# PROBLEM TO SOLVE:
State how many lines of the records contain the string "impl". Give the number alone.

Excerpts from a dataset

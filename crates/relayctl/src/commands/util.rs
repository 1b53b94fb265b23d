//! Shared helpers for command handlers.

use std::io::IsTerminal;
use std::sync::Arc;
use std::time::Duration;

use indicatif::{ProgressBar, ProgressStyle};
use tracing::{debug, warn};

use relayctl_config::FileAddressStore;
use relayctl_core::{Controller, DeviceConfig};

use crate::cli::GlobalOpts;
use crate::config;
use crate::error::CliError;

/// How long to wait for the first state update after connecting.
const SETTLE_TIMEOUT: Duration = Duration::from_secs(2);

/// Controller over the on-disk address cache. Does not connect.
pub fn controller(device: DeviceConfig) -> Controller {
    Controller::new(device, Arc::new(FileAddressStore::default_location()))
}

/// Build a controller and connect it: configured address, else discovery.
pub async fn open_session(global: &GlobalOpts, push: bool) -> Result<Controller, CliError> {
    let controller = controller(config::device_config(global, push)?);

    let spinner = controller
        .config()
        .address
        .is_none()
        .then(|| spinner(global, "Looking for the device..."));
    let result = controller.connect().await;
    if let Some(spinner) = spinner {
        spinner.finish_and_clear();
    }

    let address = result?;
    debug!(address = %address, "session open");
    settle(&controller).await;
    Ok(controller)
}

/// Wait until the store has seen at least one device update.
pub async fn settle(controller: &Controller) {
    let mut state = controller.state();
    if tokio::time::timeout(SETTLE_TIMEOUT, state.wait_for(|s| s.last_update.is_some()))
        .await
        .is_err()
    {
        debug!("no device update before settle timeout");
    }
}

/// Stderr spinner; hidden when quiet or not on a terminal.
pub fn spinner(global: &GlobalOpts, message: &str) -> ProgressBar {
    if global.quiet || !std::io::stderr().is_terminal() {
        return ProgressBar::hidden();
    }
    let pb = ProgressBar::new_spinner();
    if let Ok(style) = ProgressStyle::with_template("{spinner:.cyan} {msg} {elapsed:.dim}") {
        pb.set_style(style);
    }
    pb.set_message(message.to_owned());
    pb.enable_steady_tick(Duration::from_millis(100));
    pb
}

/// Prompt for confirmation, auto-approving if `--yes` was passed.
pub fn confirm(message: &str, action: &str, yes_flag: bool) -> Result<bool, CliError> {
    if yes_flag {
        return Ok(true);
    }
    if !std::io::stdin().is_terminal() {
        return Err(CliError::NonInteractiveRequiresYes {
            action: action.into(),
        });
    }
    dialoguer::Confirm::new()
        .with_prompt(message)
        .default(false)
        .interact()
        .map_err(|e| CliError::Io(std::io::Error::other(e)))
}

/// The device refused our token: delete it so the next run starts clean.
pub fn drop_rejected_token() {
    match relayctl_config::delete_token() {
        Ok(true) => debug!("rejected token removed from keyring"),
        Ok(false) => {}
        Err(e) => warn!(error = %e, "could not remove rejected token"),
    }
}
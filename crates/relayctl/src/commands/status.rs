//! `relayctl status`: one snapshot of relay, feedback and link state.

use std::fmt::Write as _;

use serde::Serialize;
use relayctl_core::{
    Controller, DeviceAddress, DeviceState, LinkStatus, RelayId, TransportKind,
};

use crate::cli::GlobalOpts;
use crate::error::CliError;
use crate::output;

use super::log::LogRow;
use super::util;

#[derive(Serialize)]
struct StatusView {
    address: Option<DeviceAddress>,
    link: Option<TransportKind>,
    links: Vec<LinkView>,
    #[serde(flatten)]
    state: DeviceState,
}

#[derive(Serialize)]
struct LinkView {
    transport: TransportKind,
    status: LinkStatus,
}

fn view(controller: &Controller) -> StatusView {
    StatusView {
        address: controller.address(),
        link: controller.primary_link(),
        links: controller
            .links()
            .into_iter()
            .map(|(transport, status)| LinkView { transport, status })
            .collect(),
        state: controller.snapshot(),
    }
}

fn detail(v: &StatusView, color: bool) -> String {
    let s = &v.state;
    let mut out = String::new();
    let _ = writeln!(
        out,
        "Address:  {}",
        v.address.as_ref().map_or_else(|| "-".into(), ToString::to_string)
    );
    let _ = writeln!(
        out,
        "Link:     {}",
        v.link.map_or_else(|| "down".into(), |k| k.to_string())
    );
    for relay in RelayId::ALL {
        let r = s.relay(relay);
        let _ = writeln!(
            out,
            "Relay {relay}:  {:<3}  feedback {:<3}  {}",
            output::on_off(r.commanded, color),
            output::on_off(r.feedback, color),
            output::verdict(!r.is_mismatch(), color),
        );
    }
    let _ = writeln!(out, "Fault:    {}", if s.error { "yes" } else { "no" });
    let _ = writeln!(out, "RSSI:     {} dBm", s.rssi);
    if let Some(ssid) = &s.wifi_ssid {
        let _ = writeln!(out, "Wi-Fi:    {ssid}");
    }
    if let Some(ip) = &s.device_ip {
        let _ = writeln!(out, "Reported: {ip}");
    }
    let _ = write!(
        out,
        "Updated:  {}",
        s.last_update
            .map_or_else(|| "never".into(), |t| t.format("%Y-%m-%d %H:%M:%S").to_string())
    );

    if !s.error_log.is_empty() {
        let rows: Vec<LogRow> = s.error_log.iter().rev().map(LogRow::from).collect();
        let _ = write!(out, "\n\nError log:\n{}", output::render_table(&rows));
    }
    out
}

fn id(v: &StatusView) -> String {
    RelayId::ALL
        .iter()
        .map(|&relay| {
            let r = v.state.relay(relay);
            format!("relay{relay}={}", if r.commanded { "on" } else { "off" })
        })
        .collect::<Vec<_>>()
        .join("\n")
}

/// Render the controller's current view in the selected format.
pub fn print(controller: &Controller, global: &GlobalOpts) {
    let color = output::should_color(&global.color);
    let out = output::render_single(&global.output, &view(controller), |v| detail(v, color), id);
    output::print_output(&out, global.quiet);
}

pub async fn handle(global: &GlobalOpts) -> Result<(), CliError> {
    let controller = util::open_session(global, false).await?;
    print(&controller, global);
    controller.disconnect().await;
    Ok(())
}
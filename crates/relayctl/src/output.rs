//! Output formatting: table, JSON, YAML, plain.
//!
//! Renders data in the format selected by `--output`. Table uses `tabled`,
//! structured formats use serde, plain emits one value per line.

use std::io::{self, IsTerminal, Write};

use owo_colors::OwoColorize;
use tabled::{Table, Tabled, settings::Style};

use relayctl_core::NoticeLevel;

use crate::cli::{ColorMode, OutputFormat};

// ── Color helpers ────────────────────────────────────────────────────

/// Determine whether color output should be enabled.
pub fn should_color(mode: &ColorMode) -> bool {
    match mode {
        ColorMode::Always => true,
        ColorMode::Never => false,
        ColorMode::Auto => io::stdout().is_terminal() && std::env::var("NO_COLOR").is_err(),
    }
}

/// `ON` in green / `OFF` dimmed.
pub fn on_off(on: bool, color: bool) -> String {
    match (on, color) {
        (true, true) => "ON".green().bold().to_string(),
        (false, true) => "OFF".dimmed().to_string(),
        (true, false) => "ON".into(),
        (false, false) => "OFF".into(),
    }
}

/// `ok` in green / `MISMATCH` in red.
pub fn verdict(matched: bool, color: bool) -> String {
    match (matched, color) {
        (true, true) => "ok".green().to_string(),
        (false, true) => "MISMATCH".red().bold().to_string(),
        (true, false) => "ok".into(),
        (false, false) => "MISMATCH".into(),
    }
}

pub fn notice_prefix(level: NoticeLevel, color: bool) -> String {
    let tag = match level {
        NoticeLevel::Info => "info",
        NoticeLevel::Success => "ok",
        NoticeLevel::Warning => "warn",
        NoticeLevel::Error => "error",
    };
    if !color {
        return tag.into();
    }
    match level {
        NoticeLevel::Info => tag.cyan().to_string(),
        NoticeLevel::Success => tag.green().to_string(),
        NoticeLevel::Warning => tag.yellow().to_string(),
        NoticeLevel::Error => tag.red().bold().to_string(),
    }
}

// ── Render dispatchers ───────────────────────────────────────────────

/// Render a list of serde-serializable + tabled items in the chosen format.
pub fn render_list<T, R>(
    format: &OutputFormat,
    data: &[T],
    to_row: impl Fn(&T) -> R,
    id_fn: impl Fn(&T) -> String,
) -> String
where
    T: serde::Serialize,
    R: Tabled,
{
    match format {
        OutputFormat::Table => {
            let rows: Vec<R> = data.iter().map(to_row).collect();
            render_table(&rows)
        }
        OutputFormat::Json => render_json(data, false),
        OutputFormat::JsonCompact => render_json(data, true),
        OutputFormat::Yaml => render_yaml(data),
        OutputFormat::Plain => data.iter().map(&id_fn).collect::<Vec<_>>().join("\n"),
    }
}

/// Render a single serde-serializable item in the chosen format.
///
/// Table rendering uses `detail_fn`, since single-item views don't use
/// `Tabled` derive.
pub fn render_single<T>(
    format: &OutputFormat,
    data: &T,
    detail_fn: impl Fn(&T) -> String,
    id_fn: impl Fn(&T) -> String,
) -> String
where
    T: serde::Serialize,
{
    match format {
        OutputFormat::Table => detail_fn(data),
        OutputFormat::Json => render_json(data, false),
        OutputFormat::JsonCompact => render_json(data, true),
        OutputFormat::Yaml => render_yaml(data),
        OutputFormat::Plain => id_fn(data),
    }
}

/// Print the rendered output to stdout, respecting quiet mode.
pub fn print_output(output: &str, quiet: bool) {
    if quiet || output.is_empty() {
        return;
    }
    let mut stdout = io::stdout().lock();
    let _ = writeln!(stdout, "{output}");
}

// ── Format-specific renderers ────────────────────────────────────────

pub(crate) fn render_table<R: Tabled>(rows: &[R]) -> String {
    Table::new(rows).with(Style::rounded()).to_string()
}

fn render_json<T: serde::Serialize + ?Sized>(data: &T, compact: bool) -> String {
    let result = if compact {
        serde_json::to_string(data)
    } else {
        serde_json::to_string_pretty(data)
    };
    result.unwrap_or_else(|e| format!("{{\"error\":\"serialization failed: {e}\"}}"))
}

fn render_yaml<T: serde::Serialize + ?Sized>(data: &T) -> String {
    serde_yaml::to_string(data).unwrap_or_else(|e| format!("error: serialization failed: {e}"))
}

# ANSWER TO THE EXERCISE:
4